Inwestor Lars Windhorst krytycznie krytykuje minister spraw gospodarczych Schleswig-Holstein za roszczenia o wycofanie się z FSG.
Spór o FSG: Windhorst zagraża Madsenowi konsekwencjami prawnymi!
W dramatycznej wymianie ciosów między Larsem Windhorstem, kontrowersyjnym inwestorem FSG-Nobiskrug Werftengruppe i ministrem spraw gospodarczych Schleswiga-Holsteina Claus Ruhe Madsen (CDU), przyszłość firmy zostanie przetestowana.
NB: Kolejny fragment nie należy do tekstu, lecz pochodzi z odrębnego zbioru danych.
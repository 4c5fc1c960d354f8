//! Multi-criteria filtering with AND semantics.

use crate::models::{today, Priority, Status, Task};
use chrono::NaiveDate;
use std::collections::{BTreeMap, BTreeSet};

/// Group key used for tasks without a category.
pub const UNCATEGORIZED: &str = "uncategorized";

/// Filter criteria. Unset criteria never exclude a task.
#[derive(Debug, Clone, Default, PartialEq, Eq)]
pub struct TaskFilter {
    pub status: Option<Status>,
    pub priority: Option<Priority>,
    pub category: Option<String>,
    pub is_overdue: Option<bool>,
    pub has_due_date: Option<bool>,
    pub is_recurring: Option<bool>,
}

impl TaskFilter {
    pub fn new() -> Self {
        Self::default()
    }

    pub fn status(mut self, status: Status) -> Self {
        self.status = Some(status);
        self
    }

    pub fn priority(mut self, priority: Priority) -> Self {
        self.priority = Some(priority);
        self
    }

    pub fn category(mut self, category: impl Into<String>) -> Self {
        self.category = Some(category.into());
        self
    }

    pub fn overdue(mut self, overdue: bool) -> Self {
        self.is_overdue = Some(overdue);
        self
    }

    pub fn has_due_date(mut self, has_due_date: bool) -> Self {
        self.has_due_date = Some(has_due_date);
        self
    }

    pub fn recurring(mut self, recurring: bool) -> Self {
        self.is_recurring = Some(recurring);
        self
    }

    pub fn is_empty(&self) -> bool {
        *self == Self::default()
    }

    /// Whether `task` satisfies every set criterion, judging overdue against
    /// `today`.
    pub fn matches(&self, task: &Task, today: NaiveDate) -> bool {
        self.status.map_or(true, |s| task.status() == s)
            && self.priority.map_or(true, |p| task.priority() == p)
            && self
                .category
                .as_deref()
                .map_or(true, |c| task.category() == Some(c))
            && self
                .is_overdue
                .map_or(true, |o| task.is_overdue_on(today) == o)
            && self
                .has_due_date
                .map_or(true, |d| task.has_due_date() == d)
            && self
                .is_recurring
                .map_or(true, |r| task.is_recurring() == r)
    }
}

/// Tasks matching every criterion of `filter`, in input order.
pub fn filter_tasks<'a>(tasks: impl IntoIterator<Item = &'a Task>, filter: &TaskFilter) -> Vec<&'a Task> {
    filter_tasks_on(tasks, filter, today())
}

/// [`filter_tasks`] with an explicit reference date for the overdue check.
pub fn filter_tasks_on<'a>(
    tasks: impl IntoIterator<Item = &'a Task>,
    filter: &TaskFilter,
    today: NaiveDate,
) -> Vec<&'a Task> {
    tasks.into_iter().filter(|t| filter.matches(t, today)).collect()
}

pub fn filter_by_status_and_priority<'a>(
    tasks: impl IntoIterator<Item = &'a Task>,
    status: Status,
    priority: Priority,
) -> Vec<&'a Task> {
    filter_tasks(tasks, &TaskFilter::new().status(status).priority(priority))
}

pub fn filter_by_status_and_category<'a>(
    tasks: impl IntoIterator<Item = &'a Task>,
    status: Status,
    category: &str,
) -> Vec<&'a Task> {
    filter_tasks(tasks, &TaskFilter::new().status(status).category(category))
}

pub fn filter_by_priority_and_category<'a>(
    tasks: impl IntoIterator<Item = &'a Task>,
    priority: Priority,
    category: &str,
) -> Vec<&'a Task> {
    filter_tasks(tasks, &TaskFilter::new().priority(priority).category(category))
}

pub fn filter_pending_high_priority<'a>(tasks: impl IntoIterator<Item = &'a Task>) -> Vec<&'a Task> {
    filter_by_status_and_priority(tasks, Status::Pending, Priority::High)
}

pub fn filter_pending_by_category<'a>(
    tasks: impl IntoIterator<Item = &'a Task>,
    category: &str,
) -> Vec<&'a Task> {
    filter_by_status_and_category(tasks, Status::Pending, category)
}

pub fn filter_completed_by_priority<'a>(
    tasks: impl IntoIterator<Item = &'a Task>,
    priority: Priority,
) -> Vec<&'a Task> {
    filter_by_status_and_priority(tasks, Status::Completed, priority)
}

pub fn filter_overdue_pending<'a>(tasks: impl IntoIterator<Item = &'a Task>) -> Vec<&'a Task> {
    filter_tasks(tasks, &TaskFilter::new().overdue(true).status(Status::Pending))
}

pub fn filter_with_due_date_pending<'a>(tasks: impl IntoIterator<Item = &'a Task>) -> Vec<&'a Task> {
    filter_tasks(tasks, &TaskFilter::new().has_due_date(true).status(Status::Pending))
}

pub fn filter_recurring_pending<'a>(tasks: impl IntoIterator<Item = &'a Task>) -> Vec<&'a Task> {
    filter_tasks(tasks, &TaskFilter::new().recurring(true).status(Status::Pending))
}

/// Field a count can be grouped by.
#[derive(Debug, Clone, Copy, PartialEq, Eq)]
pub enum GroupField {
    Status,
    Priority,
    Category,
}

impl GroupField {
    pub fn from_name(name: &str) -> Option<GroupField> {
        match name {
            "status" => Some(GroupField::Status),
            "priority" => Some(GroupField::Priority),
            "category" => Some(GroupField::Category),
            _ => None,
        }
    }

    pub(crate) fn key_of(&self, task: &Task) -> String {
        match self {
            GroupField::Status => task.status().as_str().to_string(),
            GroupField::Priority => task.priority().as_str().to_string(),
            GroupField::Category => task.category().unwrap_or(UNCATEGORIZED).to_string(),
        }
    }
}

/// Count tasks per value of `field` (`status`, `priority`, or `category`).
/// Any other field name produces an empty map.
pub fn count_by<'a>(tasks: impl IntoIterator<Item = &'a Task>, field: &str) -> BTreeMap<String, usize> {
    let mut counts = BTreeMap::new();
    if let Some(field) = GroupField::from_name(field) {
        for task in tasks {
            *counts.entry(field.key_of(task)).or_insert(0) += 1;
        }
    }
    counts
}

/// Filter, then count the survivors grouped by `group_by`.
pub fn filter_and_count<'a>(
    tasks: impl IntoIterator<Item = &'a Task>,
    group_by: &str,
    filter: &TaskFilter,
) -> BTreeMap<String, usize> {
    count_by(filter_tasks(tasks, filter), group_by)
}

/// Filter values actually present in a task list.
#[derive(Debug, Clone, Default, PartialEq, Eq)]
pub struct FilterOptions {
    pub statuses: BTreeSet<Status>,
    pub priorities: BTreeSet<Priority>,
    pub categories: BTreeSet<String>,
    pub has_overdue_tasks: bool,
    pub has_tasks_with_due_date: bool,
    pub has_recurring_tasks: bool,
}

pub fn filter_options<'a>(tasks: impl IntoIterator<Item = &'a Task>) -> FilterOptions {
    let today = today();
    let mut options = FilterOptions::default();
    for task in tasks {
        options.statuses.insert(task.status());
        options.priorities.insert(task.priority());
        if let Some(category) = task.category() {
            options.categories.insert(category.to_string());
        }
        options.has_overdue_tasks |= task.is_overdue_on(today);
        options.has_tasks_with_due_date |= task.has_due_date();
        options.has_recurring_tasks |= task.is_recurring();
    }
    options
}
Madsen wielokrotnie żądał, aby Windhorst zrezygnował, podczas gdy Windhorst zagraża teraz krokom prawnym w liście otwartym. Sytuacja jest napięta: prawie wszystkich 530 pracowników jest zwolnionych, a płatności wynagrodzeń są opóźnione - prawdziwa katastrofa dla stoczni.
Windhorst wraca!
„To niezwykły proces” - pisze Windhorst i ostro krytykuje Madsena za jego publiczne poglądy na temat bankructwa firmy. Odnosi się do bankructwa grupy Kirch i podkreśla, że ataki osobiste nie pomagają firmie. Windhorst wzywa Madsena do dostarczania konkretnych informacji o potencjalnych inwestorach zainteresowanych przejęciem. „Jeśli powiesz, że jest inwestor z zagranicy, który chce przejąć stocznie, ale nie chce ze mną rozmawiać jako właściciela, to powiedz mi tego inwestora i szczegóły jego oferty”, mówi Windhorst.
Madsen pozostaje ciężko!
Madsen odpowiada, że Windhorst nie przestrzegał żadnej z jego obietnic i dlatego nie widzi podstaw do dalszych dyskusji. „Zaufanie pochodzi nie tylko od ministra spraw gospodarczych, ale także z podwykonawców i wielu ludzi, którzy mają z nim wspólnego” - wyjaśnia Madsen. Podczas wspólnej wizyty w FSG z premierem Danielem Güntherem oboje ponownie zażądali Windhorsta dla nowych inwestorów. 530 pracowników w Flensburgu i Rendsburgu nadal tam jest bez pracy, podczas gdy maszyny stoją w miejscu, a zaufanie znika.